(Recorded data)
--

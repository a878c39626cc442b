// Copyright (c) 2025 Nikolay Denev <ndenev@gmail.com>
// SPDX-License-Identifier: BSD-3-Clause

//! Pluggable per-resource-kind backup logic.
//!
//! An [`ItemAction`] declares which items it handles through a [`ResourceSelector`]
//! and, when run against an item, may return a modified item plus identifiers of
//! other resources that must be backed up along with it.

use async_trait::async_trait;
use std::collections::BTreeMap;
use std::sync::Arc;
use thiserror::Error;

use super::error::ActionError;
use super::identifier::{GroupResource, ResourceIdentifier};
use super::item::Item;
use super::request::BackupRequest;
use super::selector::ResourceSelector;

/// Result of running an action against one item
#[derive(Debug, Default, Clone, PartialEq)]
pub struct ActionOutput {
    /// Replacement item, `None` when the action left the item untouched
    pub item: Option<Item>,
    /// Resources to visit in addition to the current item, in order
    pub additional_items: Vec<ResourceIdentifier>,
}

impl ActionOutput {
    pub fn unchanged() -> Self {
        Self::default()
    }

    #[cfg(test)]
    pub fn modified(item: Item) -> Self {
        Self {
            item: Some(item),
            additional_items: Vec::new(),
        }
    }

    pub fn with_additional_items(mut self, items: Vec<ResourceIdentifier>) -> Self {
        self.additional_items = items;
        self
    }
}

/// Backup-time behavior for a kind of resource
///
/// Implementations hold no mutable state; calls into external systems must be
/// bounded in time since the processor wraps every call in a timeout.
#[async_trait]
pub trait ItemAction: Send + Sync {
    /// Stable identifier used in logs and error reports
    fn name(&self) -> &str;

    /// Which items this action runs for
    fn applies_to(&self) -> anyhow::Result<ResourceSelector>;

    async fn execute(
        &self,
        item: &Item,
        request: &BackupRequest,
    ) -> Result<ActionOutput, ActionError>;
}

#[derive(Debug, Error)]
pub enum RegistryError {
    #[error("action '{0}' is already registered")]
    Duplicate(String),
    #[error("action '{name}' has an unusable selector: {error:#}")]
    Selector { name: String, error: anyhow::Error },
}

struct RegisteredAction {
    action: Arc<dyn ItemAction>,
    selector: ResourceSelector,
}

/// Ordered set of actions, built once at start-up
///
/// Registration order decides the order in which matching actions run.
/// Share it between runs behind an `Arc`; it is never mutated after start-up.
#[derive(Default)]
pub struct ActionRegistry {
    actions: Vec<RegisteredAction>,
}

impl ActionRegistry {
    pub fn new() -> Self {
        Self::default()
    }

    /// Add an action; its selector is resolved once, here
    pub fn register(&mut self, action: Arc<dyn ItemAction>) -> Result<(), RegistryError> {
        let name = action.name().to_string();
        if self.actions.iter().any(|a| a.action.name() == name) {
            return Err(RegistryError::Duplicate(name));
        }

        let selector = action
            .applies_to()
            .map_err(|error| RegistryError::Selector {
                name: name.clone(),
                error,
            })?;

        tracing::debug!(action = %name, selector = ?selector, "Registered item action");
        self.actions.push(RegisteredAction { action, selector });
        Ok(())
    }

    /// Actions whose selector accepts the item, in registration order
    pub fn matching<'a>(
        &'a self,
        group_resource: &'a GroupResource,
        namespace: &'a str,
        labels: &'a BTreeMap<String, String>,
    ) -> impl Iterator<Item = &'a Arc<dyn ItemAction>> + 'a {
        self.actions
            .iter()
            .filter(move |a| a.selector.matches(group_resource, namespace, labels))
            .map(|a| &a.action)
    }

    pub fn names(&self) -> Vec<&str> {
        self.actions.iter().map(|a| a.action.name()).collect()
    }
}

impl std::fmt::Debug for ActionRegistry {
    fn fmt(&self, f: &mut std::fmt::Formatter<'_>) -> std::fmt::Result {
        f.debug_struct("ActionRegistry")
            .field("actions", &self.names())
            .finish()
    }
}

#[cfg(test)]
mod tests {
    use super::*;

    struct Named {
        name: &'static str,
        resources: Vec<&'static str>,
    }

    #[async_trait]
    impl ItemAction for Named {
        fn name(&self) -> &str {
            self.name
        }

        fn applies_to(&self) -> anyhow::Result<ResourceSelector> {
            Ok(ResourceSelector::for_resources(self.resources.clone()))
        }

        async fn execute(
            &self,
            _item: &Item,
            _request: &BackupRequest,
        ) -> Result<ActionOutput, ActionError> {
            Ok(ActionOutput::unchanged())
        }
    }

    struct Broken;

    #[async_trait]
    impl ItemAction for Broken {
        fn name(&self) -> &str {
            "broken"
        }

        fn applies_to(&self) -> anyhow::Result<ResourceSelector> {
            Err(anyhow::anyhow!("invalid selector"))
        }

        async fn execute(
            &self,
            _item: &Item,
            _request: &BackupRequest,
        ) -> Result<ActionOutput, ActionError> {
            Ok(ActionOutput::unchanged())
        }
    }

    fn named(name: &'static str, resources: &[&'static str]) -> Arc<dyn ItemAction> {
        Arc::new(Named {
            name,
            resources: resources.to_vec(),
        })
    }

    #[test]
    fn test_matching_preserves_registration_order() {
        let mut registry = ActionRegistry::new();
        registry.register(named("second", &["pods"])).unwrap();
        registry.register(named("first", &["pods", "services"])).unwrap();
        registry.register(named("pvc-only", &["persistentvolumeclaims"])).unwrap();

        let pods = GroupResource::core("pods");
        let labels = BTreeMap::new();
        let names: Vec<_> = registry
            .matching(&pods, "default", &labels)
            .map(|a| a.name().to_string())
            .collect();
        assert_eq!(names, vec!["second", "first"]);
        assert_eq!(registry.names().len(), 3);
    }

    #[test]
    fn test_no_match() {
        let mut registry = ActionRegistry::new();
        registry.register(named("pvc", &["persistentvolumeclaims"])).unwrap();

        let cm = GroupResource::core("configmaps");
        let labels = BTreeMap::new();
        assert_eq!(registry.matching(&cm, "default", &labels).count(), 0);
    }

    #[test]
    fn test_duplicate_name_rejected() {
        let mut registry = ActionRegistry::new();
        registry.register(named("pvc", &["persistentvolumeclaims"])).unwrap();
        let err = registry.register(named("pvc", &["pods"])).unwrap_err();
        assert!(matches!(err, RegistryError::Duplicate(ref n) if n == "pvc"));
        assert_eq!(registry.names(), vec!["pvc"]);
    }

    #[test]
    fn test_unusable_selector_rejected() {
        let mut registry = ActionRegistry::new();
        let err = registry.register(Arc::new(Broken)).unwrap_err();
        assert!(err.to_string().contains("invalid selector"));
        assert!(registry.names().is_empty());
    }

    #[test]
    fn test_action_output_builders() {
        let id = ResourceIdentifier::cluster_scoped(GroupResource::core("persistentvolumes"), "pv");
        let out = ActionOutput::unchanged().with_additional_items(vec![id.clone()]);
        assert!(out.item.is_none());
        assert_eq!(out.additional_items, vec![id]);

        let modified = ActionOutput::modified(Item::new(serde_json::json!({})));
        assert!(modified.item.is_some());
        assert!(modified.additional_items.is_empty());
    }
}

--

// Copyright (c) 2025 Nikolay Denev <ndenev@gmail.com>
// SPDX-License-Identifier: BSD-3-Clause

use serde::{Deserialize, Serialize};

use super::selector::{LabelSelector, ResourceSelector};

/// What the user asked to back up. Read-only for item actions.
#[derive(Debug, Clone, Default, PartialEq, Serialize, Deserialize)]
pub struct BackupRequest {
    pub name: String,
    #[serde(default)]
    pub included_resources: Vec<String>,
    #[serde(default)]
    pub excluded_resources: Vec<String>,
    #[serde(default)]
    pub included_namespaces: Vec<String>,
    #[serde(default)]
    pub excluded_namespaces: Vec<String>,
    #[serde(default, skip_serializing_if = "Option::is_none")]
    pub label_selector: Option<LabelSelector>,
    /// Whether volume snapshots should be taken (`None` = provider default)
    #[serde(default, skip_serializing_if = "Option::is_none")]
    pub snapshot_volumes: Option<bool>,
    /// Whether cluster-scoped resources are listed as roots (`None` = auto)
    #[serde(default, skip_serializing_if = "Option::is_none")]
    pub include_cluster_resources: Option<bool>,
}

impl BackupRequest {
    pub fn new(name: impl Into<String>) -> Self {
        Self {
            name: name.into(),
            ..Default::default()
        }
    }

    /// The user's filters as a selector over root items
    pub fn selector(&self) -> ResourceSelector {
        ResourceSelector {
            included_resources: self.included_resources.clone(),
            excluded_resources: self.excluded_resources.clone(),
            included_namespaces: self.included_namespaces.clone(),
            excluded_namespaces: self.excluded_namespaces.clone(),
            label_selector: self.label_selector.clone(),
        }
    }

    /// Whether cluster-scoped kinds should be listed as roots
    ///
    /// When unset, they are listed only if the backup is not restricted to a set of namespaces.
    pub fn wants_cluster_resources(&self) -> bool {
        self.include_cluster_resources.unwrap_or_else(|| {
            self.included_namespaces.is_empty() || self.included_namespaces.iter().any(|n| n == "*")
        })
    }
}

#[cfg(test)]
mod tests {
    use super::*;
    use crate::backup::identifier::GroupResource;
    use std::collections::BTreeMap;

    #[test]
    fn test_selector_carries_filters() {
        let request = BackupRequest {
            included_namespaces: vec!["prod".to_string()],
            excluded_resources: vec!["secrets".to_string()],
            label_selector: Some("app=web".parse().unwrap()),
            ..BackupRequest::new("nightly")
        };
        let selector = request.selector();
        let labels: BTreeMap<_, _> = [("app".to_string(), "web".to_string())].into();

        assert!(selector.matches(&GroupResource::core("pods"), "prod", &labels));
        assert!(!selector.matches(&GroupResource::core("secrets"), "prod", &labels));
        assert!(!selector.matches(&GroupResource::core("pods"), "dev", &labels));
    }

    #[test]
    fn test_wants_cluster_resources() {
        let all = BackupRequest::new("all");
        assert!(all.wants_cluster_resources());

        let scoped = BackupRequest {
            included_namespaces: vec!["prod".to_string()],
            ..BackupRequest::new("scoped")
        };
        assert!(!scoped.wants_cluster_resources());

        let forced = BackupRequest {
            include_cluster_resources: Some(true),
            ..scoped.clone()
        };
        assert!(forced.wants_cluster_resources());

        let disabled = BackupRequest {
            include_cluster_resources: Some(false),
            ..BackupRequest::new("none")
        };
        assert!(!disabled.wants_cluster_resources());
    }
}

--

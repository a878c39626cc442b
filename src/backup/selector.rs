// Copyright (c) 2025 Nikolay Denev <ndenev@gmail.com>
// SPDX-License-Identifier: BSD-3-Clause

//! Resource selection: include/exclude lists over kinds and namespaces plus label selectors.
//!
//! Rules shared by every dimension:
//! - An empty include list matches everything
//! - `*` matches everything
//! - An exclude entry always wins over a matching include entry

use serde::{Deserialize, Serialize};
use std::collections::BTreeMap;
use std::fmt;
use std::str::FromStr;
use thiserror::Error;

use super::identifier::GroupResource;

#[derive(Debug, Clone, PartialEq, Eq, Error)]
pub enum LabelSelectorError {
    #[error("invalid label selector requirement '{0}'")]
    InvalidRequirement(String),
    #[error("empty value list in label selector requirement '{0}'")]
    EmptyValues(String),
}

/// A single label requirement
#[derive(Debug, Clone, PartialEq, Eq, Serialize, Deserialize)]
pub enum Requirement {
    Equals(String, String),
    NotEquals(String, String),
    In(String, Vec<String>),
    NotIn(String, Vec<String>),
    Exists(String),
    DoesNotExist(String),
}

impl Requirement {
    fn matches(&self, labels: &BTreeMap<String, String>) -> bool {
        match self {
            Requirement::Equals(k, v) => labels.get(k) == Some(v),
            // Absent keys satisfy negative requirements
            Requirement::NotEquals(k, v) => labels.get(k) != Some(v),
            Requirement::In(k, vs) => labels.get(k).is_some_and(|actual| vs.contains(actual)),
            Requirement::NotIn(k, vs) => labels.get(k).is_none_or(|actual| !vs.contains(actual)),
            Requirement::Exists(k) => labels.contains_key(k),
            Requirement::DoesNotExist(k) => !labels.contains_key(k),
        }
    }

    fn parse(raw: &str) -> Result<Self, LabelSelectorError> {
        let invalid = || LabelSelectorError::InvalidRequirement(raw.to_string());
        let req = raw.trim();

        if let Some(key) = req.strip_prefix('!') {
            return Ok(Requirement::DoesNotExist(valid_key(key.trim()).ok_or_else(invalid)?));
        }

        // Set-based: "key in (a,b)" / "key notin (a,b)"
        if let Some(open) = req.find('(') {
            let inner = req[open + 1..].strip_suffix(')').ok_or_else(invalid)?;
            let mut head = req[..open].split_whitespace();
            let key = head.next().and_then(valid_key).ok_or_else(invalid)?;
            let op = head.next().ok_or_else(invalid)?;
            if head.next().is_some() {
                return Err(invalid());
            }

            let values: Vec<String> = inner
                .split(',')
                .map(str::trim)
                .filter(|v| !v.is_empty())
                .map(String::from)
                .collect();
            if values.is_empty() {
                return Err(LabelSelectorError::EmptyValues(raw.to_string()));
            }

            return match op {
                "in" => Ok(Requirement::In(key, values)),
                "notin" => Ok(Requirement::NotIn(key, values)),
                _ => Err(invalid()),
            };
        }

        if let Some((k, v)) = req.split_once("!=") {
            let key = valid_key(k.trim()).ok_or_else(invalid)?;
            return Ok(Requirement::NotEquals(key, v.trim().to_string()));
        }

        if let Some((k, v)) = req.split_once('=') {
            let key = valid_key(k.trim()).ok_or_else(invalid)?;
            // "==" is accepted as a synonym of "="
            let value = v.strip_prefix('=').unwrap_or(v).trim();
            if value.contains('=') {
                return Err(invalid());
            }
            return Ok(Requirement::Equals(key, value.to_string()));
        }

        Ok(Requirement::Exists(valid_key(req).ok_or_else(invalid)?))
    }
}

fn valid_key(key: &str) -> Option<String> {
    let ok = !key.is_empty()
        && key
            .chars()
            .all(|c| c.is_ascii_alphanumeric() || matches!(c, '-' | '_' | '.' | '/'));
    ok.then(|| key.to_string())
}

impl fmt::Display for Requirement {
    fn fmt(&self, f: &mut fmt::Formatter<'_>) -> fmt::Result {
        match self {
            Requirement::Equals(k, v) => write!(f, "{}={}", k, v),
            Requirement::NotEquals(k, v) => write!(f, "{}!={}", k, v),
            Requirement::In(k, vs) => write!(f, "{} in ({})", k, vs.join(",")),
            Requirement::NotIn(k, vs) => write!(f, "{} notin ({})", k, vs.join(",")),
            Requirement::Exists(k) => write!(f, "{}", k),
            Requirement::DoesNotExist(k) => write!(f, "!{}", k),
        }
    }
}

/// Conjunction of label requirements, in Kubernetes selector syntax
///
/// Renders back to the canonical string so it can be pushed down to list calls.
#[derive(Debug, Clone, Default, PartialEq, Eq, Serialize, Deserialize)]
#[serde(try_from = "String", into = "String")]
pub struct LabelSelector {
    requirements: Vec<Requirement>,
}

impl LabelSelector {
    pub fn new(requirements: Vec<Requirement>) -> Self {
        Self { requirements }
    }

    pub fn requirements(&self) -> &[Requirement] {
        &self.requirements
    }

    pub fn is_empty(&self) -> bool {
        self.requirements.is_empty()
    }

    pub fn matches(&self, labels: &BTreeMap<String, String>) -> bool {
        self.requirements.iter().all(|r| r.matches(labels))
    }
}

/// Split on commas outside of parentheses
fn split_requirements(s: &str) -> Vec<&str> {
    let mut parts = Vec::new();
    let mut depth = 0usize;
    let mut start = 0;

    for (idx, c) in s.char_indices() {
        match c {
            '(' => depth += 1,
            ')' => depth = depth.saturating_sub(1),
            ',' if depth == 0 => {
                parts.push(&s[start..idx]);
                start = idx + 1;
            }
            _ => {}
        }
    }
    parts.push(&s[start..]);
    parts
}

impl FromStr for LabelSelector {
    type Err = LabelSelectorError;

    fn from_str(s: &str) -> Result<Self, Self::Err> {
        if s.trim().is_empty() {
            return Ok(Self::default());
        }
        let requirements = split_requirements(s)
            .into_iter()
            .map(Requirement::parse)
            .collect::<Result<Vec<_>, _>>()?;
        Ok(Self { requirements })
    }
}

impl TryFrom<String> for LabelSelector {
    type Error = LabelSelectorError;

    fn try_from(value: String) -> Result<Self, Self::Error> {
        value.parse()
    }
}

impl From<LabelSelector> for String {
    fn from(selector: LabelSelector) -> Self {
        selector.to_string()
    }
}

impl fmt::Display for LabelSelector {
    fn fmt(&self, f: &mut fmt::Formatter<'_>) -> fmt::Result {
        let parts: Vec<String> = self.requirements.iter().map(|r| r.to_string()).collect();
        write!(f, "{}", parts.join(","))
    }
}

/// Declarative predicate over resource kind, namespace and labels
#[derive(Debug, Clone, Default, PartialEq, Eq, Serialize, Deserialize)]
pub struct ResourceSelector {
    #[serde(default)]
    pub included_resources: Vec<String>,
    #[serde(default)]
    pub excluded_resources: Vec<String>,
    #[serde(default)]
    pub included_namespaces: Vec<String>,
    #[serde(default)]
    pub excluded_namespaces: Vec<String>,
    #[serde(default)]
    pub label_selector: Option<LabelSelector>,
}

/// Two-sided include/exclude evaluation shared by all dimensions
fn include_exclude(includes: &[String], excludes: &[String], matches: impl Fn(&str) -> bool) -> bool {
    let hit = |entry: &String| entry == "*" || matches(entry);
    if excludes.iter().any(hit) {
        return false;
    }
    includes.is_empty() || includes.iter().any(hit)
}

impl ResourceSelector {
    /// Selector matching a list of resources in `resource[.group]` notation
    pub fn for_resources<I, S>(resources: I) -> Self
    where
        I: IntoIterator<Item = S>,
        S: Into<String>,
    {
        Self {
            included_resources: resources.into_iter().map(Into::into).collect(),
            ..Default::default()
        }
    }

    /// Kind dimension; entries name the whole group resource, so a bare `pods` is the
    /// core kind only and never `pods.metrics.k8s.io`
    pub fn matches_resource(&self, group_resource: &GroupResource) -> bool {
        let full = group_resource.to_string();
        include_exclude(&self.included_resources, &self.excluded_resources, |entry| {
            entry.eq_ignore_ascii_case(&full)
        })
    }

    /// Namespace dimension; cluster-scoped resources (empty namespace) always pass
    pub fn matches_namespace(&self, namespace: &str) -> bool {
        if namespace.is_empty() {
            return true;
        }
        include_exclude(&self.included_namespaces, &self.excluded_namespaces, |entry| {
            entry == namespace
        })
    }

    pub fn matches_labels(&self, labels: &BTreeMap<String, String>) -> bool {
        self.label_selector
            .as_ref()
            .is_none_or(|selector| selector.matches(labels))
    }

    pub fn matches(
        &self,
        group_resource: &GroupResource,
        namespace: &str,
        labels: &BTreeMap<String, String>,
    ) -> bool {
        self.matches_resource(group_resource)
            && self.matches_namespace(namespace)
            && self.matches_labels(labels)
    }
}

--

Return all lines in the data that include the word "roots".

- [Final answer]:
    /// Whether cluster-scoped resources are listed as roots (`None` = auto)
    /// Whether cluster-scoped kinds should be listed as roots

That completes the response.